S’il nous est impossible de savoir le quotidien de l’être humain avant l’instant théorique de l’introduction du contrat social, tout ce que nous pourrons imaginer qui cherche à y ressembler ne peut-être qu’au mieux une approximation teintée des reliefs du monde connu. Hobbes ne peut pas imaginer un état de Nature, car il a toujours vécu sous la loi, ce qui l’influence, car les seuls êtres humains qu’il a eu l’occasion d’observer ont eux même toujours vécu sous le joug de la loi, et qu’ils l’ont intégré à leurs comportements. Le fait que cette vision du monde ait eu un tel impact met la puce à l’oreille : ce que décrit Hobbes, ne serais-ce pas un monde peuplé de gens qui, comme lui le ferait, se comportent comme des gens d’un monde de lois qui auraient perdu, en une fraction de seconde nécessaire à l’imaginer, toutes leurs lois ?

Hobbes annonce ses trois fléaux de la guerre : la concurrence, la défiance, la gloire.

Dans une société où l’idéologie politique dominante est le libéralisme ou le néolibéralisme, c’est à dire où les acteurs politiques et économiques participent activement à la baisse de la régulation légale (notamment au niveau du droit du travail, du commerce ou du droit fiscal) par l’État, on se trouve à mon avis dans la situation que décrit sans le vouloir Hobbes.

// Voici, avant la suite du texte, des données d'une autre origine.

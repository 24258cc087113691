pub mod memory;

pub use memory::MemoryCache;

use anyhow::Result;
use async_trait::async_trait;
use clap::ValueEnum;
use tracing::debug;

/// Derivative key→bytes store in front of the durable score store.
///
/// Any call may fail or hang; callers treat every failure as a miss or a
/// skipped write.
#[async_trait]
pub trait ScoreCache: Send + Sync {
    async fn get(&self, key: &str) -> Result<Option<Vec<u8>>>;

    async fn set(&self, key: &str, value: Vec<u8>) -> Result<()>;

    async fn delete(&self, key: &str) -> Result<()>;
}

/// Which cache backend the service runs with.
#[derive(Debug, Clone, Copy, PartialEq, Eq, ValueEnum)]
pub enum CacheBackend {
    Memory,
    None,
}

/// Cache that never holds anything. Every read misses.
#[derive(Debug, Clone, Default)]
pub struct NoopCache;

#[async_trait]
impl ScoreCache for NoopCache {
    async fn get(&self, key: &str) -> Result<Option<Vec<u8>>> {
        debug!("NoopCache: miss for {}", key);
        Ok(None)
    }

    async fn set(&self, _key: &str, _value: Vec<u8>) -> Result<()> {
        Ok(())
    }

    async fn delete(&self, _key: &str) -> Result<()> {
        Ok(())
    }
}
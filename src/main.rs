use anyhow::Result;
use clap::Parser;
use std::net::SocketAddr;
use std::sync::Arc;
use std::time::Duration;
use tracing::info;

mod api;
mod cache;
mod config;
mod db;
mod error;
mod events;
mod scores;

use api::AppState;
use cache::{CacheBackend, MemoryCache, NoopCache, ScoreCache};
use config::Config;
use db::Database;
use events::{start_event_consumer, EventChannel, EventSink, NoopChannel, QueueChannel, WebhookChannel};
use scores::ScoreOrchestrator;

/// How often the in-memory cache drops expired entries.
const CACHE_SWEEP_INTERVAL: Duration = Duration::from_secs(60);

#[tokio::main]
async fn main() -> Result<()> {
    let config = Config::parse();
    init_tracing(config.log_json);
    config.validate()?;

    // Open database
    let db = Database::open(&config.database_path)?;
    info!("Database opened: {}", config.database_path);

    let timeouts = config.timeouts();

    let cache: Arc<dyn ScoreCache> = match config.cache_backend {
        CacheBackend::Memory => {
            let cache = MemoryCache::new(config.cache_ttl());
            if config.cache_ttl().is_some() {
                cache.spawn_sweeper(CACHE_SWEEP_INTERVAL);
            }
            info!("Score cache: in-memory (ttl={:?})", config.cache_ttl());
            Arc::new(cache)
        }
        CacheBackend::None => {
            info!("Score cache disabled, every read goes to the database");
            Arc::new(NoopCache)
        }
    };

    let events: Arc<dyn EventChannel> = match config.event_sink {
        EventSink::Queue => {
            let (channel, rx) = QueueChannel::new(config.event_queue_capacity);
            start_event_consumer(rx, cache.clone(), timeouts.cache);
            info!("Score events: in-process queue (capacity {})", config.event_queue_capacity);
            Arc::new(channel)
        }
        EventSink::Webhook => {
            let url = config.event_webhook_url.as_deref().unwrap_or_default();
            info!("Score events: webhook {}", url);
            Arc::new(WebhookChannel::new(url, timeouts.events)?)
        }
        EventSink::None => {
            info!("Score events disabled");
            Arc::new(NoopChannel)
        }
    };

    let scores = ScoreOrchestrator::new(Arc::new(db.clone()), cache, events, timeouts);

    let app = api::router(AppState { scores, db });
    let addr: SocketAddr = config.api_addr.parse()?;
    info!("Score API listening on http://{}", addr);
    let listener = tokio::net::TcpListener::bind(addr).await?;

    axum::serve(listener, app)
        .with_graceful_shutdown(shutdown_signal())
        .await?;

    info!("Score API stopped");
    Ok(())
}

fn init_tracing(json: bool) {
    let filter = tracing_subscriber::EnvFilter::try_from_default_env()
        .unwrap_or_else(|_| tracing_subscriber::EnvFilter::new("info"));
    if json {
        tracing_subscriber::fmt().with_env_filter(filter).json().init();
    } else {
        tracing_subscriber::fmt().with_env_filter(filter).init();
    }
}

async fn shutdown_signal() {
    if let Err(e) = tokio::signal::ctrl_c().await {
        tracing::error!("Failed to listen for shutdown signal: {}", e);
        std::future::pending::<()>().await;
    }
    info!("Shutdown signal received");
}
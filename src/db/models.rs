use chrono::{DateTime, Utc};
use serde::{Deserialize, Serialize};
use serde_json::Value;
use std::fmt;
use std::str::FromStr;

/// Lifecycle of a score. `Closed` is terminal.
#[derive(Debug, Clone, Copy, PartialEq, Eq, Serialize, Deserialize)]
#[serde(rename_all = "lowercase")]
pub enum ScoreStatus {
    Open,
    Closed,
}

impl ScoreStatus {
    pub fn as_str(&self) -> &'static str {
        match self {
            ScoreStatus::Open => "open",
            ScoreStatus::Closed => "closed",
        }
    }
}

impl fmt::Display for ScoreStatus {
    fn fmt(&self, f: &mut fmt::Formatter<'_>) -> fmt::Result {
        f.write_str(self.as_str())
    }
}

impl FromStr for ScoreStatus {
    type Err = anyhow::Error;

    fn from_str(s: &str) -> Result<Self, Self::Err> {
        match s {
            "open" => Ok(ScoreStatus::Open),
            "closed" => Ok(ScoreStatus::Closed),
            other => anyhow::bail!("unknown score status '{}'", other),
        }
    }
}

/// A row of the `scores` table.
#[derive(Debug, Clone, Serialize)]
pub struct ScoreRecord {
    /// Opaque token handed out by `start`
    pub id: String,
    /// Caller-supplied document, merged on every patch
    pub data: Value,
    pub status: ScoreStatus,
    pub created_at: DateTime<Utc>,
    pub updated_at: DateTime<Utc>,
    pub closed_at: Option<DateTime<Utc>>,
}

impl ScoreRecord {
    /// The document callers see: stored data with `id` and `status` on top.
    pub fn to_document(&self) -> Value {
        let mut doc = self.data.clone();
        if let Value::Object(map) = &mut doc {
            map.insert("id".into(), Value::String(self.id.clone()));
            map.insert("status".into(), Value::String(self.status.to_string()));
        }
        doc
    }
}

Les individus sont mis en concurrence volontairement (pensons à tous les hymnes à la « concurrence libre et non faussée » entonnés en ce moment) pour l’accès à des ressources artificiellement limité par la nécessité du revenu au travers du travail rémunéré, et surtout salarié -l’individu à l’état de Nature n’ayant « qu’a » se servir dans la nature- et par la spéculation boursière. Les individus sont donc précarisés, mobilisé, et mis en concurrence les uns avec les autres pour l’accès au matériel qui leur permet d’assouvir leurs désirs.

La concurrence

                                La concurrence

En résulte qu’ils se défient de ceux qui leur font concurrence, ou, plutôt de ceux qu’ils identifient comme leur faisant concurrence. Ils vont alors se défier de groupes sociaux entiers, vus comme des menaces pour le leur, fragilisé par cette raréfaction des ressources disponibles. Ils se mettront alors à critiquer, éviter, intimider, exclure, insulter, éventuellement agresser ceux qui sont considérés comme un danger. Ainsi le bal des « ils nous volent not’travail » fait valser les racisé.e.s, les femmes, les immigré.e.s, les musulman.e.s, bref, tous ces gens suffisamment semblables pour désirer la même chose que les hommes/blanc.he.s/français.es/chrétien.ne.s…(rayer la mention inutile) sans être assez semblable pour qu’il y ait solidarité. Comme la défiance appelle la défiance, chaque groupe se voit presque machinalement forcé de se replier sur ce que l’on appelle « repli communautaire » chez les pauvres et que l’on appelle pas chez les riches (sauf chez les sociologues qui s’intéressent au phénomène de ghettoïsation des quartiers riches). Les individus passent des alliance avec ceux qui leur semblent suffisamment semblables pour qu’une coopération soit bénéfique à tous ceux qui y participent. Cette concurrence artificielle va donc amener la défiance généralisée, qui se cristallisera en rapports de force déployés selon les axes du pouvoir.

La défiance. (une gated community, à Saskatoon, Canada)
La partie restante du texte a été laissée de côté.